Le commerce illicite mondial de tabac en diminution dans le monde
9 mars 2022
Par: Comité national contre le tabagisme
Dernière mise à jour : 6 août 2024
Temps de lecture : 9 minutes
Selon une étude publiée par Tobacco Control, la proportion du commerce illicite dans la consommation mondiale de tabac est restée stable pendant la dernière décennie. Considérant que la consommation de tabac a diminué pendant cette même période, les niveaux absolus de commerce illicite ont donc diminué au cours de ces dernières années. Les chercheurs attribuent à cette baisse l’entrée en vigueur du Protocole de l’Organisation mondiale de la santé pour éliminer le commerce illicite, mais également la tendance mondiale à la mise en place de politiques fiscales sur les produits du tabac, venant contredire la rhétorique classique de l’industrie, cherchant à établir un lien de causalité entre hausses de taxes et augmentation du commerce illicite[1].
En 2007, un article fondateur de Luk Joossens estimait que le commerce illicite représentait 11,6% du marché du tabac mondial de tabac, sur la base de données émanant de 84 pays. Dans les pays à hauts niveaux de revenus, le niveau de commerce illicite était établi à une moyenne de 9,8% du marché total, contre 16,8% dans les pays à faibles niveaux de revenus. L’auteur avançait par ailleurs que le coût de ce commerce illicite s’élevait à 40,5 milliards de dollars par an[2].

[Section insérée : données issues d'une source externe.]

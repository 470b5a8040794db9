use serde::{Deserialize, Serialize};

use crate::types::PositionGroup;

/// Roster metadata published upstream for a player. Any field may be missing.
#[derive(Debug, Clone, PartialEq, Serialize, Deserialize)]
pub struct PlayerBio {
    pub player_id: u64,
    /// Free-form position text such as "G-F", "Center", "PG".
    pub position: Option<String>,
    pub height_inches: Option<u32>,
}

/// Everything the classifier gets to look at for one player.
#[derive(Debug, Clone, Default)]
pub struct PlayerProfile<'a> {
    pub player_id: u64,
    pub position: Option<&'a str>,
    pub height_inches: Option<u32>,
    pub ast_per_game: Option<f64>,
    pub reb_per_game: Option<f64>,
}

/// Assigns a single position group to a player.
pub trait PositionClassifier: Send + Sync {
    fn classify(&self, profile: &PlayerProfile<'_>) -> PositionGroup;
}

/// Position text first, then height, then a per-game assist/rebound profile.
/// Falls back to Guards when nothing is known.
#[derive(Debug, Default, Clone, Copy)]
pub struct ProfileClassifier;

const GUARD_MAX_HEIGHT_IN: u32 = 77;
const CENTER_MIN_HEIGHT_IN: u32 = 82;
const GUARD_MIN_AST: f64 = 4.0;
const CENTER_MIN_REB: f64 = 7.0;

impl PositionClassifier for ProfileClassifier {
    fn classify(&self, profile: &PlayerProfile<'_>) -> PositionGroup {
        if let Some(group) = profile
            .position
            .and_then(|p| map_position_groups(p).into_iter().next())
        {
            return group;
        }

        if let Some(height) = profile.height_inches {
            return if height <= GUARD_MAX_HEIGHT_IN {
                PositionGroup::Guards
            } else if height >= CENTER_MIN_HEIGHT_IN {
                PositionGroup::Centers
            } else {
                PositionGroup::Forwards
            };
        }

        match (profile.ast_per_game, profile.reb_per_game) {
            (None, None) => PositionGroup::Guards,
            (Some(ast), _) if ast >= GUARD_MIN_AST => PositionGroup::Guards,
            (_, Some(reb)) if reb >= CENTER_MIN_REB => PositionGroup::Centers,
            _ => PositionGroup::Forwards,
        }
    }
}

/// Every group named by a position string, in order of appearance.
/// `"G-F"` → `[Guards, Forwards]`, `"Center"` → `[Centers]`.
pub fn map_position_groups(position: &str) -> Vec<PositionGroup> {
    let normalized = position.to_ascii_uppercase().replace('/', "-");
    let mut groups = Vec::new();
    let mut push = |g: PositionGroup| {
        if !groups.contains(&g) {
            groups.push(g);
        }
    };

    for part in normalized.split('-').map(str::trim).filter(|p| !p.is_empty()) {
        match part {
            "PG" | "SG" | "G" | "GUARD" => push(PositionGroup::Guards),
            "SF" | "PF" | "F" | "FORWARD" => push(PositionGroup::Forwards),
            "C" | "CENTER" => push(PositionGroup::Centers),
            _ => {}
        }
    }
    if normalized.contains("GUARD") {
        push(PositionGroup::Guards);
    }
    if normalized.contains("FORWARD") {
        push(PositionGroup::Forwards);
    }
    if normalized.contains("CENTER") {
        push(PositionGroup::Centers);
    }
    groups
}

/// `"6-11"` → 83. Plain inch counts are accepted too.
pub fn parse_height_inches(text: &str) -> Option<u32> {
    let text = text.trim();
    if let Some((feet, inches)) = text.split_once('-') {
        let feet: u32 = feet.trim().parse().ok()?;
        let inches: u32 = inches.trim().parse().ok()?;
        return Some(feet * 12 + inches);
    }
    text.parse().ok()
}

#[cfg(test)]
mod tests {
    use super::*;

    fn classify(profile: PlayerProfile<'_>) -> PositionGroup {
        ProfileClassifier.classify(&profile)
    }

    #[test]
    fn position_text_wins() {
        let p = PlayerProfile {
            position: Some("C-F"),
            height_inches: Some(70),
            ..Default::default()
        };
        assert_eq!(classify(p), PositionGroup::Centers);
        assert_eq!(
            map_position_groups("Guard-Forward"),
            vec![PositionGroup::Guards, PositionGroup::Forwards]
        );
        assert_eq!(map_position_groups("SG/SF"), vec![PositionGroup::Guards, PositionGroup::Forwards]);
        assert!(map_position_groups("").is_empty());
    }

    #[test]
    fn height_buckets() {
        let at = |h| classify(PlayerProfile { height_inches: Some(h), ..Default::default() });
        assert_eq!(at(77), PositionGroup::Guards);
        assert_eq!(at(78), PositionGroup::Forwards);
        assert_eq!(at(81), PositionGroup::Forwards);
        assert_eq!(at(82), PositionGroup::Centers);
    }

    #[test]
    fn per_game_profile_fallback() {
        let with = |ast, reb| {
            classify(PlayerProfile {
                ast_per_game: Some(ast),
                reb_per_game: Some(reb),
                ..Default::default()
            })
        };
        assert_eq!(with(6.5, 3.0), PositionGroup::Guards);
        assert_eq!(with(1.5, 9.0), PositionGroup::Centers);
        assert_eq!(with(2.0, 5.0), PositionGroup::Forwards);
        assert_eq!(classify(PlayerProfile::default()), PositionGroup::Guards);
    }

    #[test]
    fn parses_feet_inches() {
        assert_eq!(parse_height_inches("6-11"), Some(83));
        assert_eq!(parse_height_inches("79"), Some(79));
        assert_eq!(parse_height_inches("tall"), None);
    }
}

Stable dans sa part relative, le commerce illicite mondial diminue en volume
Selon une étude publiée en 2022, se basant sur les données de 36 pays, les produits du tabac issus du commerce illicite représentaient 11,2% du marché total, entre 2010 et 2018[3]. Si la méthodologie et les pays couverts par ces études ne sont pas tout à fait comparables, la similitude entre ces deux estimations laisse penser que la proportion du commerce illicite dans la consommation mondiale est restée particulièrement stable au cours de la dernière décennie.
Si la part relative du commerce illicite demeure inchangée, les auteurs soulignent que la prévalence tabagique a diminué ces dernières années : en 2010, on comptait 27,3% de fumeurs parmi l’ensemble de la population mondiale âgée de plus de quinze ans, contre 23,6% en 2018. Ces chiffres sur la prévalence sont cohérents avec les estimations de l’évolution du marché mondial. Selon GlobalData, une société d’études, le marché mondial du tabac est passé de 5800 milliards de cigarettes en 2007 à 5700 en 2015, pour probablement arriver à 4600 d’ici 2025. Autrement dit, le commerce illicite du tabac constitue aujourd’hui « une part stable d’un marché en déclin ».
Les hausses de prix ont probablement fait diminuer le commerce illicite
Dans la même période, les auteurs montrent qu’un certain nombre de pays ont mis en place des politiques fiscales de lutte contre le tabagisme. Dans l’ensemble, ces politiques tarifaires se sont traduites par une diminution de l’abordabilité des produits du tabac, conduisant à une réduction de la consommation de cigarettes. Pour les chercheurs, cette donnée a une réelle importance : depuis des années, l’industrie du tabac cherche à dissuader les pouvoirs publics d’engager des politiques fiscales volontaristes sur ses produits, en affirmant que celles-ci conduiraient inéluctablement à une augmentation du commerce illicite. En réalité, cette étude tend à démontrer que la diminution de l’abordabilité des produits du tabac a significativement contribué au déclin de la demande de tabac, et donc probablement au déclin du marché, légal comme illégal.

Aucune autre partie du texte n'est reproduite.